Exercise aim: Set out exactly every line of the entries below, starting at the line that holds "A client presents" and stopping after the line that holds "in single transactions".

=== Section Start ===

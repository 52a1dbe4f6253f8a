//! # deltasync Core
//!
//! Delta synchronization for offline-first clients sharing one relational
//! store.
//!
//! Every row carries a signed `timestamp`. A positive value is the time of
//! the row's last write; a negative value marks a tombstone deleted at
//! `-timestamp`. A client presents the timestamp it received last time,
//! sends its own changes, and gets back exactly the rows that changed in
//! between, excluding the ones it just wrote.
//!
//! ## Components
//!
//! - [`clock`] - timestamp sources, including the [`Monotonic`] guard
//! - [`Table`] - statements and operations for one table
//! - [`SyncDatabase`] - the coordinator running exchanges and garbage
//!   collection in single transactions
//! - [`StoreConfig`] - JSON store description
//!
//! ## Tombstone retention
//!
//! [`SyncDatabase::collect_garbage`] removes tombstones older than a
//! retention window. A client that stays offline longer than that window
//! never learns about the purged deletions, so the window must exceed the
//! longest tolerated offline period.

#![deny(unsafe_code)]
#![warn(missing_docs)]

pub mod clock;
mod config;
mod database;
mod error;
mod message;
pub mod schema;
mod table;
mod types;

pub use clock::{FixedClock, Monotonic, SequenceCounter, SystemClock, TimestampSource};
pub use config::{StoreConfig, SyncConfig, TableConfig, DEFAULT_RETENTION};
pub use database::{GarbageReport, SyncDatabase};
pub use error::{CoreError, CoreResult};
pub use message::{SyncRequest, SyncResponse, TableDelta};
pub use table::{is_identifier, Statements, Table};
pub use types::{Column, ColumnType, Extras, Timestamp, EPOCH, TIMESTAMP_COLUMN};

/// Crate version.
pub const VERSION: &str = env!("CARGO_PKG_VERSION");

=== Section End ===

Solution for this task:
//! `-timestamp`. A client presents the timestamp it received last time,
//! sends its own changes, and gets back exactly the rows that changed in
//! between, excluding the ones it just wrote.
//!
//! ## Components
//!
//! - [`clock`] - timestamp sources, including the [`Monotonic`] guard
//! - [`Table`] - statements and operations for one table
//! - [`SyncDatabase`] - the coordinator running exchanges and garbage
//!   collection in single transactions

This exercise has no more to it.